Atitudes baseadas na comprovação da realidade fundamentam a ciência moderna, o conhecimento objetivo. Se podemos voar hoje em dia em aviões não é porque a atração gravitacional não exista e sim porque conhecemos meios de sobrepujá-la. A simples vontade de voar não bastou para se conseguir. A vontade teve que se submeter ao conhecimento e não se confundir com ele. 

Mas não é o que ocorre na maioria dos casos. 

Pessoas em geral, mesmo as que se consideram céticas, acreditam mais por vontade e não por comprovação. Nem toda crença sem evidencia é falsa, mas se não tem comprovação devemos ficar atentos. E mesmo as evidencias devem ser verificadas, pois pode haver engano. 

Por fim a busca pela verdade é algo continuo e de difícil execução, mas que torna eficazes nossos atos e possibilita nossas conquistas. Em Carl Sagan temos que nas ciências o ceticismo nunca vem só. Há o casamento deste com a admiração. É o querer saber, por que saber é maravilhoso. Mas sem se deixar iludir. 

Querer saber não se confunde com querer acreditar. Ele mesmo diz que tem saudades dos pais falecidos e adoraria poder se comunicar com eles de alguma forma. Mas nem por isso está disposto a aceitar afirmações de médiuns sobre a comunicação com mortos se eles não podem fornecer evidencias reais sobre o assunto. Um número enorme de pessoas é enganado dessa forma, e não importa se é com boa intenção que alguns médiuns fazem isso. O fato é que as fraudes ocorrem. E fraudes devem ser desmascaradas. 

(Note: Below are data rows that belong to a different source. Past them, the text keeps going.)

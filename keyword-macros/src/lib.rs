//! Procedural macros for keyword registration.
//!
//! `#[keyword]` marks a free function or a `&self` method as a keyword. The
//! function itself is emitted unchanged; the attribute adds a hidden companion
//! that captures name, tags, documentation and the argument specification,
//! together with a binding that maps host arguments onto the Rust parameters.
//!
//! Free functions are also submitted to the module inventory so that
//! `Namespace::from_module(module_path!())` finds them. Methods must be added
//! to their type's `LibraryType` through the companion
//! `Self::__keyword_<name>()`.

use proc_macro::TokenStream;
use proc_macro2::TokenStream as TokenStream2;
use quote::{format_ident, quote};
use syn::ext::IdentExt;
use syn::parse::{Parse, ParseStream};
use syn::punctuated::Punctuated;
use syn::{
    Attribute, Expr, FnArg, Ident, ItemFn, LitStr, Meta, Pat, ReturnType, Token,
    Type, bracketed, parse_macro_input,
};

/// Exposes a function or method as a keyword.
///
/// ```ignore
/// #[keyword(name = "Open Browser", tags = ["browser"])]
/// /// Opens `url` in a new browser.
/// fn open_browser(url: String, #[arg(default = "chrome".to_owned())] browser: String) {}
/// ```
///
/// Parameters accept `#[arg(default = <expr>)]`, `#[arg(varargs)]` and
/// `#[arg(kwargs)]`; a defaulted parameter's type must implement `Debug`.
/// Functions returning a type named `Result` are fallible; their error is
/// boxed into `KeywordError::Failed`.
///
/// Documentation comes from every `#[doc = ..]` attribute, including computed
/// forms such as `#[doc = include_str!("..")]`.
#[proc_macro_attribute]
pub fn keyword(attr: TokenStream, item: TokenStream) -> TokenStream {
    let options = parse_macro_input!(attr as KeywordOptions);
    let function = parse_macro_input!(item as ItemFn);
    expand(options, function)
        .unwrap_or_else(syn::Error::into_compile_error)
        .into()
}

#[derive(Default)]
struct KeywordOptions {
    name: Option<LitStr>,
    tags: Vec<LitStr>,
}

impl Parse for KeywordOptions {
    fn parse(input: ParseStream) -> syn::Result<Self> {
        let mut options = Self::default();
        if input.peek(LitStr) {
            options.name = Some(input.parse()?);
            if input.is_empty() {
                return Ok(options);
            }
            input.parse::<Token![,]>()?;
        }

        while !input.is_empty() {
            let key: Ident = input.parse()?;
            input.parse::<Token![=]>()?;
            if key == "name" {
                options.name = Some(input.parse()?);
            } else if key == "tags" {
                let content;
                bracketed!(content in input);
                let tags = Punctuated::<LitStr, Token![,]>::parse_terminated(&content)?;
                options.tags = tags.into_iter().collect();
            } else {
                return Err(syn::Error::new(
                    key.span(),
                    "unknown `keyword` option; expected `name` or `tags`",
                ));
            }

            if input.is_empty() {
                break;
            }
            input.parse::<Token![,]>()?;
        }

        Ok(options)
    }
}

enum Role {
    Required,
    Default(Expr),
    Varargs,
    Kwargs,
}

struct Param {
    ident: Ident,
    name: String,
    ty: Type,
    role: Role,
}

fn expand(options: KeywordOptions, mut function: ItemFn) -> syn::Result<TokenStream2> {
    let sig = &function.sig;
    if let Some(asyncness) = &sig.asyncness {
        return Err(syn::Error::new_spanned(asyncness, "keywords cannot be `async`"));
    }
    if !sig.generics.params.is_empty() || sig.generics.where_clause.is_some() {
        return Err(syn::Error::new_spanned(
            &sig.generics,
            "keywords cannot be generic",
        ));
    }
    if let Some(variadic) = &sig.variadic {
        return Err(syn::Error::new_spanned(variadic, "keywords cannot be C-variadic"));
    }

    let mut receiver = false;
    let mut params = Vec::new();
    for input in &mut function.sig.inputs {
        match input {
            FnArg::Receiver(recv) => {
                if recv.reference.is_none() || recv.mutability.is_some() {
                    return Err(syn::Error::new_spanned(
                        recv,
                        "keyword methods must take `&self`",
                    ));
                }
                receiver = true;
            }
            FnArg::Typed(pat_type) => {
                let ident = match pat_type.pat.as_ref() {
                    Pat::Ident(pat) if pat.by_ref.is_none() && pat.subpat.is_none() => {
                        pat.ident.clone()
                    }
                    other => {
                        return Err(syn::Error::new_spanned(
                            other,
                            "keyword parameters must be plain identifiers",
                        ));
                    }
                };
                let role = take_role(&mut pat_type.attrs)?;
                params.push(Param {
                    name: ident.unraw().to_string(),
                    ident,
                    ty: pat_type.ty.as_ref().clone(),
                    role,
                });
            }
        }
    }
    check_order(&params)?;

    let fn_ident = function.sig.ident.clone();
    let fn_name = fn_ident.unraw().to_string();
    let companion = format_ident!("__keyword_{}", fn_name);
    let vis = function.vis.clone();
    let doc = doc_text(&function.attrs);
    let spec = argument_spec(&params);
    let exposure = exposure(&options);

    let idents: Vec<&Ident> = params.iter().map(|param| &param.ident).collect();
    let call = if receiver {
        quote!(__receiver.#fn_ident(#(#idents),*))
    } else {
        quote!(#fn_ident(#(#idents),*))
    };
    let invoke = if returns_result(&function.sig.output) {
        quote! {
            match #call {
                ::core::result::Result::Ok(__value) => {
                    ::keyword_core::__private::into_return(#fn_name, __value)
                }
                ::core::result::Result::Err(__error) => {
                    ::core::result::Result::Err(::keyword_core::KeywordError::failed(__error))
                }
            }
        }
    } else {
        quote!(::keyword_core::__private::into_return(#fn_name, #call))
    };
    let bindings = params.iter().map(binding);
    let body = quote! {
        #[allow(unused_mut)]
        let mut __binder = __arguments.binder(#fn_name);
        #(#bindings)*
        __binder.finish()?;
        #invoke
    };

    let expanded = if receiver {
        quote! {
            #function

            #[doc(hidden)]
            #[allow(non_snake_case)]
            #vis fn #companion() -> ::keyword_core::Method<Self> {
                ::keyword_core::Method::new(
                    #fn_name,
                    #spec,
                    |__receiver: &Self,
                     __arguments: ::keyword_core::Arguments|
                     -> ::keyword_core::KeywordResult<::keyword_core::Value> { #body },
                )
                .with_doc(#doc)
                .exposed(#exposure)
            }
        }
    } else {
        quote! {
            #function

            #[doc(hidden)]
            #[allow(non_snake_case)]
            #vis fn #companion() -> ::keyword_core::Callable {
                ::keyword_core::Callable::new(
                    #fn_name,
                    #spec,
                    |__arguments: ::keyword_core::Arguments|
                     -> ::keyword_core::KeywordResult<::keyword_core::Value> { #body },
                )
                .with_doc(#doc)
                .exposed(#exposure)
            }

            ::keyword_core::__private::inventory::submit! {
                ::keyword_core::FunctionEntry::new(::core::module_path!(), #companion)
            }
        }
    };

    Ok(expanded)
}

fn take_role(attrs: &mut Vec<Attribute>) -> syn::Result<Role> {
    let mut role = Role::Required;
    let mut kept = Vec::with_capacity(attrs.len());
    for attr in attrs.drain(..) {
        if attr.path().is_ident("arg") {
            role = attr.parse_args_with(parse_role)?;
        } else {
            kept.push(attr);
        }
    }
    *attrs = kept;
    Ok(role)
}

fn parse_role(input: ParseStream) -> syn::Result<Role> {
    let key: Ident = input.parse()?;
    if key == "default" {
        input.parse::<Token![=]>()?;
        Ok(Role::Default(input.parse()?))
    } else if key == "varargs" {
        Ok(Role::Varargs)
    } else if key == "kwargs" {
        Ok(Role::Kwargs)
    } else {
        Err(syn::Error::new(
            key.span(),
            "expected `default = <expr>`, `varargs` or `kwargs`",
        ))
    }
}

fn check_order(params: &[Param]) -> syn::Result<()> {
    let mut seen_default = false;
    let mut seen_varargs = false;
    let mut seen_kwargs = false;
    for param in params {
        let fail = |message: &str| Err(syn::Error::new_spanned(&param.ident, message));
        if seen_kwargs {
            return fail("the `kwargs` parameter must be last");
        }
        match param.role {
            Role::Required if seen_varargs => {
                return fail("parameters after `varargs` are not supported");
            }
            Role::Required if seen_default => {
                return fail("mandatory parameter follows a parameter with a default");
            }
            Role::Required => {}
            Role::Default(_) if seen_varargs => {
                return fail("parameters after `varargs` are not supported");
            }
            Role::Default(_) => seen_default = true,
            Role::Varargs if seen_varargs => {
                return fail("only one `varargs` parameter is allowed");
            }
            Role::Varargs => seen_varargs = true,
            Role::Kwargs => seen_kwargs = true,
        }
    }
    Ok(())
}

fn binding(param: &Param) -> TokenStream2 {
    let Param {
        ident, name, ty, ..
    } = param;
    match &param.role {
        Role::Required => quote! {
            let #ident: #ty = __binder.required(#name)?;
        },
        Role::Default(default) => quote! {
            let #ident: #ty = __binder.optional(#name, || #default)?;
        },
        Role::Varargs => quote! {
            let #ident: #ty = __binder.varargs(#name)?;
        },
        Role::Kwargs => quote! {
            let #ident: #ty = __binder.kwargs(#name)?;
        },
    }
}

fn argument_spec(params: &[Param]) -> TokenStream2 {
    let mut names = Vec::new();
    let mut defaults = Vec::new();
    let mut varargs = quote!(::core::option::Option::None);
    let mut kwargs = quote!(::core::option::Option::None);
    for param in params {
        let name = &param.name;
        let ty = &param.ty;
        match &param.role {
            Role::Required => names.push(name),
            Role::Default(default) => {
                names.push(name);
                defaults.push(quote!(::keyword_core::__private::default_value::<#ty>(#default)));
            }
            Role::Varargs => {
                varargs = quote!(::core::option::Option::Some(::std::string::String::from(#name)));
            }
            Role::Kwargs => {
                kwargs = quote!(::core::option::Option::Some(::std::string::String::from(#name)));
            }
        }
    }

    quote! {
        ::keyword_core::ArgumentSpec::from_parts(
            ::std::vec![#(::std::string::String::from(#names)),*],
            ::std::vec![#(#defaults),*],
            #varargs,
            #kwargs,
        )
    }
}

fn exposure(options: &KeywordOptions) -> TokenStream2 {
    let mut exposure = quote!(::keyword_core::ExposureMetadata::new());
    if let Some(name) = &options.name {
        exposure = quote!(#exposure.with_name(#name));
    }
    if !options.tags.is_empty() {
        let tags = &options.tags;
        exposure = quote!(#exposure.with_tags([#(#tags),*]));
    }
    exposure
}

fn doc_text(attrs: &[Attribute]) -> TokenStream2 {
    let parts: Vec<&Expr> = attrs
        .iter()
        .filter(|attr| attr.path().is_ident("doc"))
        .filter_map(|attr| match &attr.meta {
            Meta::NameValue(meta) => Some(&meta.value),
            _ => None,
        })
        .collect();
    let separated = parts.iter().enumerate().map(|(index, part)| {
        if index == 0 {
            quote!(#part)
        } else {
            quote!("\n", #part)
        }
    });
    quote!(::core::concat!(#(#separated),*))
}

fn returns_result(output: &ReturnType) -> bool {
    match output {
        ReturnType::Type(_, ty) => match ty.as_ref() {
            Type::Path(path) => path
                .path
                .segments
                .last()
                .is_some_and(|segment| segment.ident == "Result"),
            _ => false,
        },
        ReturnType::Default => false,
    }
}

De forma bem humorada Sagan diz também que todos usam de ceticismo quando vão comprar um carro usado. Querem comprovar tudo o que o vendedor diz, pois temem ser enganados. Mas infelizmente não adotamos essa mesma atitude mais constantemente, nem mesmo em outras situações muito mais sérias e que terão enorme influencia sobre a nossa própria vida e mesmo sobre os rumos da sociedade. Sendo crédulos estamos fadados a cometer erros grosseiros de interpretação. Somos facilmente enganados. 

Acontece também da crença ser devido a esperança. E esperança pode ser a única coisa que nos resta frente a uma doença incurável ou outras situações sem solução. É uma esperança ilusória se apegar a milagres e curas espirituais. Mas as vezes é só o que há. É um caso delicado e precisa ser tratado com cuidado. 

Mas se deixarmos a credulidade livre por qualquer motivo que seja, tornaremos mais difícil a descoberta de meios reais de cura de doenças e de solução de problemas em geral. Pessoas as quais só resta a esperança ilusória na religião, no misticismo e na pseudo ciência merecem consideração e respeito à sua dor, mas isso não pode ser usado como justificativa para que o desconhecimento sobre a realidade seja a norma. 

E de qualquer forma, mesmo quando é a ciência que cura, a maioria prefere crer que foi por obra e graça de sua divindade de devoção. “Caso não se tenha fé não adianta dez anos de quimioterapia”, ouvi certa vez. Mas isso é falso. Quando não havia quimioterapia não dava tempo de ter dez anos de fé.